__Exercise details__. Return a copy of each line in the listing that includes the word "function".
━━━━
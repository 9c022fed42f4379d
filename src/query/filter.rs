//! Filter expressions
//!
//! Heroic filters are nested JSON arrays whose first element names the
//! operation:
//!
//! ```text
//! ["true"]
//! ["and", ["key", "cpu"], ["=", "host", "web1"], ["not", ["=", "site", "lon"]]]
//! ["q", "role = database"]
//! ```
//!
//! [`build_filter`] turns the flat tag list of a target into such a tree.

use serde::de::{self, Deserializer};
use serde::ser::{SerializeSeq, Serializer};
use serde::{Deserialize, Serialize};
use serde_json::Value;

use crate::types::TagFilter;

/// Heroic filter expression
#[derive(Debug, Clone, PartialEq, Eq)]
pub enum Filter {
    /// Matches everything: `["true"]`
    True,
    /// Conjunction: `["and", f1, f2, ...]`
    And(Vec<Filter>),
    /// Series key match: `["key", value]`
    Key(String),
    /// Negation: `["not", f]`
    Not(Box<Filter>),
    /// Raw query-language expression: `["q", text]`
    Custom(String),
    /// Tag match: `[operator, key, value]`
    Match {
        /// Match operator such as `=` or `^`
        operator: String,
        /// Tag key
        key: String,
        /// Tag value
        value: String,
    },
}

impl Serialize for Filter {
    fn serialize<S: Serializer>(&self, serializer: S) -> Result<S::Ok, S::Error> {
        match self {
            Filter::True => {
                let mut seq = serializer.serialize_seq(Some(1))?;
                seq.serialize_element("true")?;
                seq.end()
            }
            Filter::And(children) => {
                let mut seq = serializer.serialize_seq(Some(children.len() + 1))?;
                seq.serialize_element("and")?;
                for child in children {
                    seq.serialize_element(child)?;
                }
                seq.end()
            }
            Filter::Key(value) => {
                let mut seq = serializer.serialize_seq(Some(2))?;
                seq.serialize_element("key")?;
                seq.serialize_element(value)?;
                seq.end()
            }
            Filter::Not(inner) => {
                let mut seq = serializer.serialize_seq(Some(2))?;
                seq.serialize_element("not")?;
                seq.serialize_element(inner)?;
                seq.end()
            }
            Filter::Custom(query) => {
                let mut seq = serializer.serialize_seq(Some(2))?;
                seq.serialize_element("q")?;
                seq.serialize_element(query)?;
                seq.end()
            }
            Filter::Match { operator, key, value } => {
                let mut seq = serializer.serialize_seq(Some(3))?;
                seq.serialize_element(operator)?;
                seq.serialize_element(key)?;
                seq.serialize_element(value)?;
                seq.end()
            }
        }
    }
}

impl<'de> Deserialize<'de> for Filter {
    fn deserialize<D: Deserializer<'de>>(deserializer: D) -> Result<Self, D::Error> {
        let value = Value::deserialize(deserializer)?;
        Filter::from_value(&value).map_err(de::Error::custom)
    }
}

impl Filter {
    fn from_value(value: &Value) -> Result<Self, String> {
        let items = value
            .as_array()
            .ok_or_else(|| format!("filter must be an array, got {}", value))?;
        let head = items
            .first()
            .and_then(Value::as_str)
            .ok_or_else(|| format!("filter must start with an operation name: {}", value))?;

        let string_at = |index: usize| -> Result<String, String> {
            items
                .get(index)
                .and_then(Value::as_str)
                .map(str::to_string)
                .ok_or_else(|| format!("expected string at position {} of {}", index, value))
        };

        match (head, items.len()) {
            ("true", 1) => Ok(Filter::True),
            ("and", _) => items[1..]
                .iter()
                .map(Filter::from_value)
                .collect::<Result<Vec<_>, _>>()
                .map(Filter::And),
            ("key", 2) => Ok(Filter::Key(string_at(1)?)),
            ("not", 2) => Ok(Filter::Not(Box::new(Filter::from_value(&items[1])?))),
            ("q", 2) => Ok(Filter::Custom(string_at(1)?)),
            (operator, 3) => Ok(Filter::Match {
                operator: operator.to_string(),
                key: string_at(1)?,
                value: string_at(2)?,
            }),
            _ => Err(format!("unrecognized filter: {}", value)),
        }
    }

    /// Filter for one non-key tag record
    ///
    /// `None` when the record has no value to match.
    pub fn from_tag(tag: &TagFilter) -> Option<Filter> {
        if tag.is_custom() {
            return Some(Filter::Custom(tag.key.clone()));
        }

        let value = tag.value.clone()?;
        let operator = tag.operator.as_deref().unwrap_or("=");

        match operator.strip_prefix('!') {
            Some(positive) => Some(Filter::Not(Box::new(Filter::Match {
                operator: positive.to_string(),
                key: tag.key.clone(),
                value,
            }))),
            None => Some(Filter::Match {
                operator: operator.to_string(),
                key: tag.key.clone(),
                value,
            }),
        }
    }
}

/// Build the filter tree for a list of tag records
///
/// Records whose value equals `placeholder` are skipped. The first `$key`
/// record selects the series key; every other record becomes a clause of the
/// root conjunction. With nothing left the filter matches everything.
pub fn build_filter(tags: &[TagFilter], placeholder: &str) -> Filter {
    let is_set = |tag: &&TagFilter| tag.value.as_deref() != Some(placeholder);

    let key = tags
        .iter()
        .filter(is_set)
        .filter(|tag| tag.is_series_key())
        .find_map(|tag| tag.value.clone());

    let clauses: Vec<Filter> = tags
        .iter()
        .filter(is_set)
        .filter(|tag| !tag.is_series_key())
        .filter_map(Filter::from_tag)
        .collect();

    match key {
        Some(key) => {
            let mut children = Vec::with_capacity(clauses.len() + 1);
            children.push(Filter::Key(key));
            children.extend(clauses);
            Filter::And(children)
        }
        None if !clauses.is_empty() => Filter::And(clauses),
        None => Filter::True,
    }
}
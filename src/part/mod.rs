//! Query-part type system
//!
//! Every clause a user can add to a query (an aggregation, a filter, a
//! group-by function) is a *part*. This module holds the definitions, the
//! registry that indexes them, the instance wrapper binding a definition to
//! parameter values, and the aggregator nodes parts render into.
//!
//! # Architecture
//!
//! ```text
//! ┌──────────────────┐   create(PartModel)   ┌──────────────────┐
//! │   PartRegistry   │ ────────────────────▶ │    QueryPart     │
//! │ (category, type) │                       │  def + params    │
//! │   → PartDef      │                       └──────────────────┘
//! └──────────────────┘                                │ render()
//!                                                     ▼
//!                                           ┌──────────────────┐
//!                                           │   RenderedPart   │
//!                                           │ group / filter / │
//!                                           │ function text    │
//!                                           └──────────────────┘
//! ```
//!
//! # Example
//!
//! ```rust
//! use heroic_query::part::{Category, PartRegistry};
//! use heroic_query::types::PartModel;
//!
//! let registry = PartRegistry::heroic();
//! let part = registry
//!     .create(&PartModel::select(Category::ForEach, "average"))
//!     .unwrap();
//! assert_eq!(part.text(), "average()");
//! ```

pub mod definition;
pub mod instance;
pub mod registry;
pub mod render;

pub use definition::{AddStrategy, Category, ParamSpec, ParamType, PartDef, PartRenderer};
pub use instance::QueryPart;
pub use registry::{PartRegistry, FILL_OPTIONS, TIME_INTERVAL_OPTIONS};
pub use render::{
    AggregationKind, Aggregator, EachAggregation, FilterKind, RenderedPart, Sampling, SamplingUnit,
};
━━━━
__Task output__.
//! group-by function) is a *part*. This module holds the definitions, the
//!                                           │ function text    │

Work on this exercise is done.